How can I reduce the size of a dataframe, a row at a time based on a condition(partnersCount =1, & selectionWeighting in order - lowest to highest) until the dataframe is a specified size.
Psuedo:
ideally, id like to continue the above, so that:
Current approach is functional, but struggling to believe that this is the best way to achieve this. Data/df sizes are always <2k. Perhaps someone can recommend an alternative approach. Note: For reasons i wont go into, but applying a sort and removing from the bottom/top up is not an option.
import pandas as pd
# some pretend data
df = pd.DataFrame({'ID': [1,2,3,4,5,6,7,8,9,10,11,12,13,14,15,16,17,18,19,20],
'selectionWeighting': [1,1,.45,.45,.3,.3,.2, .2,.2,.2,.1,.1,0,0,0,1,1,.45,.3,.3],
'partnerID': [1,1,4,4,3,9,2, 2,11,2,1,1,0,7,0,1,1,4,3,1],
'partnersCount': [6,6,3,3,2,1,3, 3,1,3,6,6,2,1,2,6,6,3,2,1]}
)
df.reset_index(drop=True, inplace=True)
df = df.sort_values(['selectionWeighting'], ascending=[False])
# init
# in reality, these are variable and coming from elsewhere.
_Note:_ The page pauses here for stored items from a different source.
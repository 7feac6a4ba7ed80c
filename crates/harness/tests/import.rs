use std::collections::{BTreeMap, HashSet};

use catmerge_core::{
    conflict::{ConflictKind, Resolution, SkipReason},
    ids::StandardItemId,
    item::{CatalogFilter, ItemType, SubKind},
};
use catmerge_engine::ImportEngine;
use catmerge_harness::TestTenant;
use catmerge_harness::fixtures::{
    itil_priorities, itil_statuses, standard_default_status, standard_priority, standard_status,
};
use catmerge_storage::{CatalogStore, SqliteStore};

fn resolutions(
    entries: Vec<(StandardItemId, Resolution)>,
) -> BTreeMap<StandardItemId, Resolution> {
    entries.into_iter().collect()
}

// The full flow: tenant has {"Low": 10, "High": 20}, the standard catalog
// offers {"High": 15}; detect, rename, execute.
#[test]
fn detect_resolve_execute_roundtrip() -> Result<(), Box<dyn std::error::Error>> {
    let _ = tracing_subscriber::fmt().with_test_writer().try_init();

    let mut tenant = TestTenant::new()?;
    tenant.add_priority("Low", 10, SubKind::Ticket)?;
    tenant.add_priority("High", 20, SubKind::Ticket)?;
    let id = tenant.seed_standard(standard_priority("High", 15, SubKind::Ticket))?;

    let conflicts = tenant.engine.detect_conflicts(
        tenant.tenant_id,
        ItemType::Priority,
        &[id],
        &CatalogFilter::none(),
    )?;
    assert_eq!(conflicts.len(), 1);
    assert_eq!(conflicts[0].kind, ConflictKind::Name);

    let result = tenant.engine.import(
        tenant.tenant_id,
        ItemType::Priority,
        &[id],
        &resolutions(vec![(id, Resolution::rename("High (Imported)"))]),
        &CatalogFilter::none(),
    )?;

    assert_eq!(result.imported.len(), 1);
    assert!(result.skipped.is_empty());
    let imported = &result.imported[0];
    assert_eq!(imported.name, "High (Imported)");
    assert_eq!(imported.order_value, 15);
    assert_eq!(imported.reference_id, Some(id));
    assert!(!imported.is_protected);
    Ok(())
}

#[test]
fn reimport_is_idempotent() -> Result<(), Box<dyn std::error::Error>> {
    let mut tenant = TestTenant::new()?;
    let ids = tenant.seed_catalog(itil_statuses())?;

    let first = tenant.engine.import(
        tenant.tenant_id,
        ItemType::Status,
        &ids,
        &BTreeMap::new(),
        &CatalogFilter::none(),
    )?;
    assert_eq!(first.imported.len(), ids.len());
    let state_after_first = tenant.items(ItemType::Status)?;

    let second = tenant.engine.import(
        tenant.tenant_id,
        ItemType::Status,
        &ids,
        &BTreeMap::new(),
        &CatalogFilter::none(),
    )?;
    assert!(second.imported.is_empty());
    assert_eq!(second.skipped.len(), ids.len());
    for id in &ids {
        assert_eq!(second.skipped_for(*id), Some(SkipReason::AlreadyImported));
    }

    assert_eq!(tenant.items(ItemType::Status)?, state_after_first);
    Ok(())
}

// A concurrent import between plan and execute: the lost item degrades to a
// commit-time skip, the rest of the batch still lands.
#[test]
fn commit_time_race_degrades_to_partial_result() -> Result<(), Box<dyn std::error::Error>> {
    let mut tenant = TestTenant::new()?;
    let a = tenant.seed_standard(standard_priority("Critical", 10, SubKind::Ticket))?;
    let b = tenant.seed_standard(standard_priority("High", 20, SubKind::Ticket))?;

    let plan = tenant.engine.plan(
        tenant.tenant_id,
        ItemType::Priority,
        &[a, b],
        &BTreeMap::new(),
        &CatalogFilter::none(),
    )?;

    // Another session grabs order 20 after planning.
    tenant.add_priority("Urgent", 20, SubKind::Ticket)?;

    let result = tenant.engine.execute(&plan)?;
    assert_eq!(result.imported.len(), 1);
    assert_eq!(result.imported[0].name, "Critical");
    assert_eq!(result.skipped_for(b), Some(SkipReason::CommitConflict));
    assert_eq!(
        result.skipped[0].reason.as_str(),
        "conflict at commit time"
    );

    // The committed item stands despite the skip.
    let names: Vec<String> = tenant
        .items(ItemType::Priority)?
        .into_iter()
        .map(|i| i.name)
        .collect();
    assert!(names.contains(&"Critical".to_string()));
    Ok(())
}

#[test]
fn invariants_hold_after_a_sequence_of_imports() -> Result<(), Box<dyn std::error::Error>> {
    let mut tenant = TestTenant::new()?;
    tenant.add_status("Triage", 10, false)?;
    tenant.add_status("Done", 50, true)?;
    let ids = tenant.seed_catalog(itil_statuses())?;

    // First pass with no resolutions: collisions abort planning, so import
    // one conflict-free subset, then resolve the rest.
    let clean: Vec<StandardItemId> = ids[1..4].to_vec(); // In Progress, On Hold, Resolved
    tenant.engine.import(
        tenant.tenant_id,
        ItemType::Status,
        &clean,
        &BTreeMap::new(),
        &CatalogFilter::none(),
    )?;

    let conflicts = tenant.engine.detect_conflicts(
        tenant.tenant_id,
        ItemType::Status,
        &ids,
        &CatalogFilter::none(),
    )?;
    // "New" at 10 collides with Triage; "Closed" at 50 collides with Done.
    assert_eq!(conflicts.len(), 2);

    let res = resolutions(
        conflicts
            .iter()
            .map(|c| {
                (
                    c.standard_item.id,
                    Resolution::reorder(c.suggested_order),
                )
            })
            .collect(),
    );
    tenant.engine.import(
        tenant.tenant_id,
        ItemType::Status,
        &ids,
        &res,
        &CatalogFilter::none(),
    )?;

    let items = tenant.items(ItemType::Status)?;
    assert_eq!(items.len(), 7);
    let names: HashSet<String> = items.iter().map(|i| i.normalized_name()).collect();
    let orders: HashSet<i64> = items.iter().map(|i| i.order_value).collect();
    assert_eq!(names.len(), items.len());
    assert_eq!(orders.len(), items.len());
    Ok(())
}

// The at-least-one-closed rule is advisory here: an import never removes a
// closed status, so a batch of open-only statuses lands without error even
// when the partition ends up with no closed entry.
#[test]
fn open_only_status_import_is_accepted() -> Result<(), Box<dyn std::error::Error>> {
    let mut tenant = TestTenant::new()?;
    let ids = vec![
        tenant.seed_standard(standard_status("New", 10, false))?,
        tenant.seed_standard(standard_status("In Progress", 20, false))?,
    ];

    let result = tenant.engine.import(
        tenant.tenant_id,
        ItemType::Status,
        &ids,
        &BTreeMap::new(),
        &CatalogFilter::none(),
    )?;

    assert_eq!(result.imported.len(), 2);
    assert!(result.skipped.is_empty());
    let items = tenant.items(ItemType::Status)?;
    assert!(items.iter().all(|i| !i.fields.is_closed()));
    Ok(())
}

#[test]
fn imported_default_lands_demoted() -> Result<(), Box<dyn std::error::Error>> {
    let mut tenant = TestTenant::new()?;
    tenant.add_item(
        "New",
        10,
        catmerge_core::item::TypeFields::Status {
            is_closed: false,
            is_default: true,
        },
    )?;
    let id = tenant.seed_standard(standard_default_status("Incoming", 15))?;

    tenant.engine.import(
        tenant.tenant_id,
        ItemType::Status,
        &[id],
        &BTreeMap::new(),
        &CatalogFilter::none(),
    )?;

    let items = tenant.items(ItemType::Status)?;
    let defaults: Vec<_> = items.iter().filter(|i| i.fields.is_default()).collect();
    assert_eq!(defaults.len(), 1);
    assert_eq!(defaults[0].name, "New");
    Ok(())
}

#[test]
fn sub_kind_partitions_import_independently() -> Result<(), Box<dyn std::error::Error>> {
    let mut tenant = TestTenant::new()?;
    tenant.add_priority("High", 20, SubKind::Ticket)?;
    let ids = tenant.seed_catalog(itil_priorities(SubKind::ProjectTask))?;

    // "High" exists for tickets but project-task priorities are a separate
    // partition; the whole set imports unmodified.
    let result = tenant.engine.import(
        tenant.tenant_id,
        ItemType::Priority,
        &ids,
        &BTreeMap::new(),
        &CatalogFilter::for_sub_kind(SubKind::ProjectTask),
    )?;
    assert_eq!(result.imported.len(), 4);
    assert!(result.skipped.is_empty());
    Ok(())
}

#[test]
fn imports_survive_reopen() -> Result<(), Box<dyn std::error::Error>> {
    let dir = tempfile::tempdir()?;
    let path = dir.path().join("catalog.db");
    let path = path.to_str().unwrap();

    let tenant_id;
    let ids;
    {
        let mut storage = SqliteStore::open(path)?;
        tenant_id = catmerge_core::ids::TenantId::new();
        storage.insert_tenant(tenant_id, "Acme")?;
        let mut engine = ImportEngine::new(storage);
        ids = itil_statuses()
            .into_iter()
            .map(|item| {
                let id = item.id;
                engine.storage_mut().insert_standard(&item).map(|_| id)
            })
            .collect::<Result<Vec<_>, _>>()?;
        engine.import(
            tenant_id,
            ItemType::Status,
            &ids,
            &BTreeMap::new(),
            &CatalogFilter::none(),
        )?;
    }

    let engine = ImportEngine::new(SqliteStore::open(path)?);
    let items =
        engine
            .storage()
            .list_tenant_items(tenant_id, ItemType::Status, &CatalogFilter::none())?;
    assert_eq!(items.len(), ids.len());

    // Re-running against the reopened store is still idempotent.
    let mut engine = engine;
    let rerun = engine.import(
        tenant_id,
        ItemType::Status,
        &ids,
        &BTreeMap::new(),
        &CatalogFilter::none(),
    )?;
    assert!(rerun.imported.is_empty());
    assert_eq!(rerun.skipped.len(), ids.len());
    Ok(())
}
targetDfSize = 18 # target size changes everytime.
currentDfSize = df.shape[0]
difference = max(0,currentDfSize - targetDfSize)
if difference:
for i in range(difference):
canRemove = df[(df['partnersCount']==1) & (df['selectionWeighting']!=1) ] # get those prioritised for removal
#display(canRemove)
df = df[df['partnersCount']>1] # clean up before we put the remove rows back
#display(df)
if canRemove.shape[0]>0:
# so there are some single partners we can remove
display(df)
canRemove = canRemove.iloc[:-1] # drop 1, remove last row
df = df.append(canRemove, ignore_index=True) # append the remainder back, then go check if we're still too big
print(df.shape[0])
df
I think there are a lot of expensive operations and maybe useless used in your example.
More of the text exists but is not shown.